Material supplied =>
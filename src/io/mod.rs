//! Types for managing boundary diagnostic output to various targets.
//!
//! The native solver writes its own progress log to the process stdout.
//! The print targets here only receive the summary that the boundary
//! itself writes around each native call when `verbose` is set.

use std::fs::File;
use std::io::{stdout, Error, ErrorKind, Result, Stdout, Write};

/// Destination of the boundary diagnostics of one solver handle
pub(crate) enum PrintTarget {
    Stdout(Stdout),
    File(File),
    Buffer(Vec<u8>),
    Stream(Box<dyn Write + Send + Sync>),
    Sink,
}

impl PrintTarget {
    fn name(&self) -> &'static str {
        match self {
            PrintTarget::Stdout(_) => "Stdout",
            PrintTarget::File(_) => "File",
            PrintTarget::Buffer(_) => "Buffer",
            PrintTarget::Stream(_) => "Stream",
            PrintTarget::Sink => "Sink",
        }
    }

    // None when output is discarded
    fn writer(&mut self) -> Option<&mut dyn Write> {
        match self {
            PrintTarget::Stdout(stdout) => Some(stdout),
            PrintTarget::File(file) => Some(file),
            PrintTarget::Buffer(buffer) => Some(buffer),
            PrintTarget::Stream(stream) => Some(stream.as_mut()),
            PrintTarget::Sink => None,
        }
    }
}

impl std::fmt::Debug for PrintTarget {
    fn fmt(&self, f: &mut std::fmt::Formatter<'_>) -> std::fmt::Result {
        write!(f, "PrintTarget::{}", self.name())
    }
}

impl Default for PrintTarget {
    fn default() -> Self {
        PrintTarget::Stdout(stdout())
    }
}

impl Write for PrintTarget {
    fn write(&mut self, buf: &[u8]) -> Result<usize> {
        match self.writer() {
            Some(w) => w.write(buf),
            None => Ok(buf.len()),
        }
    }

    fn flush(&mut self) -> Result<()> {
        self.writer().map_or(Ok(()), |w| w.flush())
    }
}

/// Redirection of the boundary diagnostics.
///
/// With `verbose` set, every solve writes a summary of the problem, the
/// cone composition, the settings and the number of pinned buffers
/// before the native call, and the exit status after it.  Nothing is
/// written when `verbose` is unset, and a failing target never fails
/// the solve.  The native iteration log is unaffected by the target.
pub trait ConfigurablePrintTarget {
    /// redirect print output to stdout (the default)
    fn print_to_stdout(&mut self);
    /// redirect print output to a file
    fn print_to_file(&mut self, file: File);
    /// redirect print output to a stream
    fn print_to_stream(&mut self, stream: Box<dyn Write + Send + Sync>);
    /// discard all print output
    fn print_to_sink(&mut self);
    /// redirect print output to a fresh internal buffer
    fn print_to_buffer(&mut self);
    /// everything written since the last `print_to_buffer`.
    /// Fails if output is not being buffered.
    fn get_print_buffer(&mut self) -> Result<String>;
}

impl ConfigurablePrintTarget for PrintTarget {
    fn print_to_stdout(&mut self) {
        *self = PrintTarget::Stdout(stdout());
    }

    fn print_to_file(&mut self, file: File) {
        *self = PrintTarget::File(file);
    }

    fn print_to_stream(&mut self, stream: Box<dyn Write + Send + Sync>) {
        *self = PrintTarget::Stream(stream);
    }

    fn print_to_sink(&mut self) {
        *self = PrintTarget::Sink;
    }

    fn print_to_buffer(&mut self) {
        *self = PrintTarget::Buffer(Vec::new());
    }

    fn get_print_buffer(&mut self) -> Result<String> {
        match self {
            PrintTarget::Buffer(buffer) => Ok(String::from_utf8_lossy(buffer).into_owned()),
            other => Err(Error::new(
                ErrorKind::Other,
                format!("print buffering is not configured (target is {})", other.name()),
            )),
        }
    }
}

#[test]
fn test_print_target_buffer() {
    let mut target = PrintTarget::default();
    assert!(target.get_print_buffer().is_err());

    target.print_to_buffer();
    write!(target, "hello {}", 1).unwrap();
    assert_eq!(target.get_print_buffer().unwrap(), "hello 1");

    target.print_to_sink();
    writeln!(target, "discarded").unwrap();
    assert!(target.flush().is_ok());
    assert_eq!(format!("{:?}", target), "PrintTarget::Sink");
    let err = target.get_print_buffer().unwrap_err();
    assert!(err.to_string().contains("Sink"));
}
...
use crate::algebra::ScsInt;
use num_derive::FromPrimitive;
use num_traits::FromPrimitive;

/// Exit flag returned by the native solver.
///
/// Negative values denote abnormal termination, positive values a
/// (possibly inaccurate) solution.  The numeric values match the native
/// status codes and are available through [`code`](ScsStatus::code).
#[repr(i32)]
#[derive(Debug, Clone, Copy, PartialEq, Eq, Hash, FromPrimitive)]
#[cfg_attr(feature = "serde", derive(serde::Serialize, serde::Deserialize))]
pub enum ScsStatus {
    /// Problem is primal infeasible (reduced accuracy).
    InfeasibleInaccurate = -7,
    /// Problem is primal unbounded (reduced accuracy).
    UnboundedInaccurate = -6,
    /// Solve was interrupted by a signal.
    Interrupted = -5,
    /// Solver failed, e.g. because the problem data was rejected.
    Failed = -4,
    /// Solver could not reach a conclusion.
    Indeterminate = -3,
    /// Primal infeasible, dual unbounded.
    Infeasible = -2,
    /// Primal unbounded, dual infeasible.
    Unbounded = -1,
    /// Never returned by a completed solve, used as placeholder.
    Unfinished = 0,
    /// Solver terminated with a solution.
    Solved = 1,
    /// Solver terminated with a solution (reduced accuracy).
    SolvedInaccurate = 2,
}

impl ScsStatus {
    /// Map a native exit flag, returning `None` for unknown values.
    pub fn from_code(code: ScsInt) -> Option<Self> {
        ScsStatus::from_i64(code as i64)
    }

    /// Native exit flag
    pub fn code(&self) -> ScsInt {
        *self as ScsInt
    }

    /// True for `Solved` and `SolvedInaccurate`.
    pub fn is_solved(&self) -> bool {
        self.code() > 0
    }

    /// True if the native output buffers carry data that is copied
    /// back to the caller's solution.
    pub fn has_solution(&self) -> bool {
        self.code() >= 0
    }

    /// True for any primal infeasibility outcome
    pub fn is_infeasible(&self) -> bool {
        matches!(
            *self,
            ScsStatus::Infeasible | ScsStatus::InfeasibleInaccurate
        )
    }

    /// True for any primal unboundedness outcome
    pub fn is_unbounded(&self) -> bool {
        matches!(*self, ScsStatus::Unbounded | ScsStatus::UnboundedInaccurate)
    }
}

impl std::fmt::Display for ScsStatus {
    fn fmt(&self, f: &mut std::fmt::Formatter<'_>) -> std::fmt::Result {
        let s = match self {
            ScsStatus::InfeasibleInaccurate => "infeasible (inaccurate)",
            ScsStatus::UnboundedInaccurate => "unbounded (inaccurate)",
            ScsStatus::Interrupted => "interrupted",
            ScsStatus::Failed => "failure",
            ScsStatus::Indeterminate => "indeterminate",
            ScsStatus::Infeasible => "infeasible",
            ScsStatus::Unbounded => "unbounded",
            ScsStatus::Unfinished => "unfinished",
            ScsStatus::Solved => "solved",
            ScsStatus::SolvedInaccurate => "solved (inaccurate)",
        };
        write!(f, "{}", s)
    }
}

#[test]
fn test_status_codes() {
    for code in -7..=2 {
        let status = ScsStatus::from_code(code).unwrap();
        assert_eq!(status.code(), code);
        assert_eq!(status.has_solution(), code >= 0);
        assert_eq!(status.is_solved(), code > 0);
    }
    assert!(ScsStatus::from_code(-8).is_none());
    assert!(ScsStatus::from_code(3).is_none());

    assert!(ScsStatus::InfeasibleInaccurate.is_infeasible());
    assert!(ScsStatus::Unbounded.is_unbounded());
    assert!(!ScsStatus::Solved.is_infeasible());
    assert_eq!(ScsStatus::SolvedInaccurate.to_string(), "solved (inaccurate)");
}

Exercise requirements => Looking at the entries above, can you reproduce exactly the lines from the one that holds "positive values a" through the one that holds "infeasible (reduced accuracy).", and only those?

Answer to this task =>
/// Negative values denote abnormal termination, positive values a
/// (possibly inaccurate) solution.  The numeric values match the native
/// status codes and are available through [`code`](ScsStatus::code).
#[repr(i32)]
#[derive(Debug, Clone, Copy, PartialEq, Eq, Hash, FromPrimitive)]
#[cfg_attr(feature = "serde", derive(serde::Serialize, serde::Deserialize))]
pub enum ScsStatus {
    /// Problem is primal infeasible (reduced accuracy).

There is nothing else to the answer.